┌──
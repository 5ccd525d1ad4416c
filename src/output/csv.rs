//! CSV output, one row per duplicate file, streamed.
//!
//! # Columns
//!
//! - `set_id`: identifier shared by the members of a set
//! - `checksum`: content digest (hexadecimal)
//! - `algorithm`: checksum algorithm
//! - `path`: file path
//! - `size`: size in bytes
//! - `mtime`: modification time (RFC 3339)
//! - `is_original`: whether this file is the set's original
//! - `twin_count`: number of other files in the set

use std::io::Write;

use serde::Serialize;

use super::{FirstError, OutputError, Report};
use crate::emitter::{LintElement, LintSubscriber, RunOutcome};

#[derive(Debug, Serialize)]
struct CsvRow {
    set_id: usize,
    checksum: String,
    algorithm: &'static str,
    path: String,
    size: u64,
    mtime: String,
    is_original: bool,
    twin_count: usize,
}

impl From<&LintElement> for CsvRow {
    fn from(element: &LintElement) -> Self {
        let mtime: chrono::DateTime<chrono::Utc> = element.modified().into();
        Self {
            set_id: element.set_id(),
            checksum: element.digest().to_hex(),
            algorithm: element.digest().algorithm().name(),
            path: element.path().to_string_lossy().into_owned(),
            size: element.size(),
            mtime: mtime.to_rfc3339(),
            is_original: element.is_original(),
            twin_count: element.twin_count(),
        }
    }
}

/// Streaming CSV report.
pub struct CsvReport<W: Write> {
    writer: csv::Writer<W>,
    error: FirstError,
}

impl<W: Write> std::fmt::Debug for CsvReport<W> {
    fn fmt(&self, f: &mut std::fmt::Formatter<'_>) -> std::fmt::Result {
        f.debug_struct("CsvReport").finish_non_exhaustive()
    }
}

impl<W: Write> CsvReport<W> {
    /// Report to `out`. The header row is written with the first element.
    pub fn new(out: W) -> Self {
        Self {
            writer: csv::Writer::from_writer(out),
            error: FirstError::default(),
        }
    }

    /// Flush and return the underlying writer.
    ///
    /// # Errors
    ///
    /// Returns an error if the final flush fails.
    pub fn into_inner(self) -> Result<W, OutputError> {
        self.writer
            .into_inner()
            .map_err(|e| OutputError::Io(e.into_error()))
    }
}

impl<W: Write + Send> LintSubscriber for CsvReport<W> {
    fn on_element_added(&mut self, element: &LintElement) {
        if self.error.is_set() {
            return;
        }
        let result = self.writer.serialize(CsvRow::from(element));
        self.error.record(result);
    }

    fn on_finished(&mut self, _outcome: &RunOutcome) {
        let result = self.writer.flush();
        self.error.record(result);
    }
}

impl<W: Write + Send> Report for CsvReport<W> {
    fn finish(&mut self) -> Result<(), OutputError> {
        self.error.take()
    }
}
└──
What is needed:
Up to and including the final line of the data above, please copy every line exactly, starting from the one that contains "fn on_finished(&mut self, _outcome: &RunOutcome)".

Task result:
    fn on_finished(&mut self, _outcome: &RunOutcome) {
        let result = self.writer.flush();
        self.error.record(result);
    }
}

impl<W: Write + Send> Report for CsvReport<W> {
    fn finish(&mut self) -> Result<(), OutputError> {
        self.error.take()
    }
}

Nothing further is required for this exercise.